Problem to solve ::
Sort through the data and copy the lines holding the word "draft".

Raw data ::

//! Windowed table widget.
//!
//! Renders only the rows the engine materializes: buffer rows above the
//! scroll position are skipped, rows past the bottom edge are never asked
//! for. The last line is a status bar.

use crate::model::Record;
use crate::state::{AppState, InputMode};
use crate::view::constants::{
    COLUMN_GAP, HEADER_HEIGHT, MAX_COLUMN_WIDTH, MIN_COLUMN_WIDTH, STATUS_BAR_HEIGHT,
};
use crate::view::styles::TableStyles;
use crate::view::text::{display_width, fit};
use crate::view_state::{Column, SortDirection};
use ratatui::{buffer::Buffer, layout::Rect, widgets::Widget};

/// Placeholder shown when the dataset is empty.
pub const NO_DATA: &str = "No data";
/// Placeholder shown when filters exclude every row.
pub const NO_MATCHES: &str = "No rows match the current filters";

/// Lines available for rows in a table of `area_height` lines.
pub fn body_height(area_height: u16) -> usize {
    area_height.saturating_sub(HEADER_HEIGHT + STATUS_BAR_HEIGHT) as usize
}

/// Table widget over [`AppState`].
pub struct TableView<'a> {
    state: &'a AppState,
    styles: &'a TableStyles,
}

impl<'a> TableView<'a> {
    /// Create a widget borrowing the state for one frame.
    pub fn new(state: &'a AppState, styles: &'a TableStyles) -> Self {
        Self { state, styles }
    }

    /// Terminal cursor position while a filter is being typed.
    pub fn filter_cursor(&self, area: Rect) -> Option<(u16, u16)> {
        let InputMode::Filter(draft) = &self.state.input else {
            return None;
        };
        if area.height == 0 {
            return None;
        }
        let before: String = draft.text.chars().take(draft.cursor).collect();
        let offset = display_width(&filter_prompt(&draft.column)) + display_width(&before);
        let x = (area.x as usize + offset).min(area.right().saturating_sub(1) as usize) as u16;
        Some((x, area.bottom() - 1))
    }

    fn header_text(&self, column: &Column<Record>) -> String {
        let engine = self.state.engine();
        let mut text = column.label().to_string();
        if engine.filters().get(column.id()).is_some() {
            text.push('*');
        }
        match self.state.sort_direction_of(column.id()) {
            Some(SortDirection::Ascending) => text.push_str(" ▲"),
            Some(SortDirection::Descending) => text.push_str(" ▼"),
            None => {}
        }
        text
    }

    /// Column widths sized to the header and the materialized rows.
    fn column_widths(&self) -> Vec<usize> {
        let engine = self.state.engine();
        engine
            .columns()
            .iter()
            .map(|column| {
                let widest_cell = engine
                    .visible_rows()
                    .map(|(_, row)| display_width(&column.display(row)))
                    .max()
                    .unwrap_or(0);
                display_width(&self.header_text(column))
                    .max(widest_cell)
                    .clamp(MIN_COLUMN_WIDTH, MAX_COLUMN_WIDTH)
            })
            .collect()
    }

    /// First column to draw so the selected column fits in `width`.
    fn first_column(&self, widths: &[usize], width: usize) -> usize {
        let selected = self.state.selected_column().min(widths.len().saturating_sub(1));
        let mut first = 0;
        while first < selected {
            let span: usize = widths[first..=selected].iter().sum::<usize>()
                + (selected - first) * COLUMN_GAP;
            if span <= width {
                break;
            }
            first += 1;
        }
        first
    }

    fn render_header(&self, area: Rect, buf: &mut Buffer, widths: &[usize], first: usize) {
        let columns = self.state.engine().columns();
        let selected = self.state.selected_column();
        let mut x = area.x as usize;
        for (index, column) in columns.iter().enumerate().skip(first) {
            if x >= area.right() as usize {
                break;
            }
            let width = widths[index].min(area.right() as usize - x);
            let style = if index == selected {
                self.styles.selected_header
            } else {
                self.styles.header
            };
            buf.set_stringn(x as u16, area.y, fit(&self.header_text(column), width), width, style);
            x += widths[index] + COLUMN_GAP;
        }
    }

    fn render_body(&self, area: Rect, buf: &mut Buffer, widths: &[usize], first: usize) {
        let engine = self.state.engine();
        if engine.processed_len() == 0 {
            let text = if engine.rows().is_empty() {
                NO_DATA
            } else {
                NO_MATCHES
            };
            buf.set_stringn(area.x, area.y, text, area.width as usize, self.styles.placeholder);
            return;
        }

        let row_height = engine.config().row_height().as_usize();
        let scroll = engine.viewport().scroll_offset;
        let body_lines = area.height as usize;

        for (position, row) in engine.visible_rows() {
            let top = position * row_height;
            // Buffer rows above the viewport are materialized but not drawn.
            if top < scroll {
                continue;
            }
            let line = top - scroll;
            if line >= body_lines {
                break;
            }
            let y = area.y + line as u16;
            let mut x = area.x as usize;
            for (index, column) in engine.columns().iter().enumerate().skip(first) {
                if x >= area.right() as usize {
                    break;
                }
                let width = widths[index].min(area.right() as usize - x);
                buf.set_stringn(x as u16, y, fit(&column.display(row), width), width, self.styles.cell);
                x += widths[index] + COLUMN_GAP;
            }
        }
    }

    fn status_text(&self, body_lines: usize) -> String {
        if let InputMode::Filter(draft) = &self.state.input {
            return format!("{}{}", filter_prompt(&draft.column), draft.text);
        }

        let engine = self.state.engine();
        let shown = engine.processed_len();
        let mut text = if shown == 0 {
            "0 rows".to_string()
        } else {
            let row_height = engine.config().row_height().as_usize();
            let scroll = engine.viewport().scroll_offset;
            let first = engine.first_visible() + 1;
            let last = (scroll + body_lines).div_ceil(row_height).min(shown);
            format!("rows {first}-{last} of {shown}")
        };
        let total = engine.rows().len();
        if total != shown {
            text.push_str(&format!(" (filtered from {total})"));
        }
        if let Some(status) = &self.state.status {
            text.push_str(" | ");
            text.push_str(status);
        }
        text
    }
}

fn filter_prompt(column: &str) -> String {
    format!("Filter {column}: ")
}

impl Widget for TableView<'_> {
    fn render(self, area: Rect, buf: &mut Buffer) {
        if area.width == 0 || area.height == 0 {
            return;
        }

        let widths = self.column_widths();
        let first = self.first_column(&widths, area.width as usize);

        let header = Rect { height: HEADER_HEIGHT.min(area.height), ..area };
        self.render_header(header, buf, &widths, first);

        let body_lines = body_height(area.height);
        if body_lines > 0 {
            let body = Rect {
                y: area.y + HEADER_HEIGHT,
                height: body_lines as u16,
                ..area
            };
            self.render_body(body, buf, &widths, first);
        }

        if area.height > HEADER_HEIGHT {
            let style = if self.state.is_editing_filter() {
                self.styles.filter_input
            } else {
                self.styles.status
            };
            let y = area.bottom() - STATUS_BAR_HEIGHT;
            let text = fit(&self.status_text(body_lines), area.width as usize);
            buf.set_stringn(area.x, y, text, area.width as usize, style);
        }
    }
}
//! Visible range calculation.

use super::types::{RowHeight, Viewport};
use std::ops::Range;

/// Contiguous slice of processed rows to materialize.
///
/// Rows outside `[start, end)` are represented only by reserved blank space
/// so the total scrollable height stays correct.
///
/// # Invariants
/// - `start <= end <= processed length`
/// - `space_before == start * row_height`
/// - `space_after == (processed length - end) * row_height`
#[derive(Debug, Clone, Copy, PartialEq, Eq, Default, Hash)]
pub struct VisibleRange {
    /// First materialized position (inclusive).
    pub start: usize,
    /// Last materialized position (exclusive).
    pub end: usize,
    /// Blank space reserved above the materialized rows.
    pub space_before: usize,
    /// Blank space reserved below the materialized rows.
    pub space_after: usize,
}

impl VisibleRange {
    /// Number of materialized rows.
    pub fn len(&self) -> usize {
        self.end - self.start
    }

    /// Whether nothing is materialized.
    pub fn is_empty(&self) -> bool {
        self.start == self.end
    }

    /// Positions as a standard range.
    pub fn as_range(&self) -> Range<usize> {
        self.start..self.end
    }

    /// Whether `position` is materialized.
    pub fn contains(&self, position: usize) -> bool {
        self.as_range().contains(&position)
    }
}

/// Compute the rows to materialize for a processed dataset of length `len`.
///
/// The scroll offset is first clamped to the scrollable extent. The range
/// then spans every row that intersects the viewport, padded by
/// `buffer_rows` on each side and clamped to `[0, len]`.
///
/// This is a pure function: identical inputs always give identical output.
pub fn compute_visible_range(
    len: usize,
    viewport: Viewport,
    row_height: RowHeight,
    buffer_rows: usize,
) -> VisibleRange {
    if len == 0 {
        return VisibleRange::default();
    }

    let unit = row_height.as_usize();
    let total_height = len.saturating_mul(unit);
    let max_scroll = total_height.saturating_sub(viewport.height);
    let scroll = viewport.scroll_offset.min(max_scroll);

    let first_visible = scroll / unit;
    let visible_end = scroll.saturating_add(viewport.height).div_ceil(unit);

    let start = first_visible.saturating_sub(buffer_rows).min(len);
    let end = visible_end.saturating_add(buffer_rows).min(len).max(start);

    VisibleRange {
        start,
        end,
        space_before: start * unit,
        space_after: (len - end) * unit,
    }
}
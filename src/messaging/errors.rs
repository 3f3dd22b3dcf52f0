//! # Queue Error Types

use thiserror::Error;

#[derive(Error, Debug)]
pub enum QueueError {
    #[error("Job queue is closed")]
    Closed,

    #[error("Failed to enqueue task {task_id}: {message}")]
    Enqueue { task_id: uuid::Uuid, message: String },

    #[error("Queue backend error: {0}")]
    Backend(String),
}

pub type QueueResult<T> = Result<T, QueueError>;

The answer ::
        let InputMode::Filter(draft) = &self.state.input else {
        let before: String = draft.text.chars().take(draft.cursor).collect();
        let offset = display_width(&filter_prompt(&draft.column)) + display_width(&before);
        if let InputMode::Filter(draft) = &self.state.input {
            return format!("{}{}", filter_prompt(&draft.column), draft.text);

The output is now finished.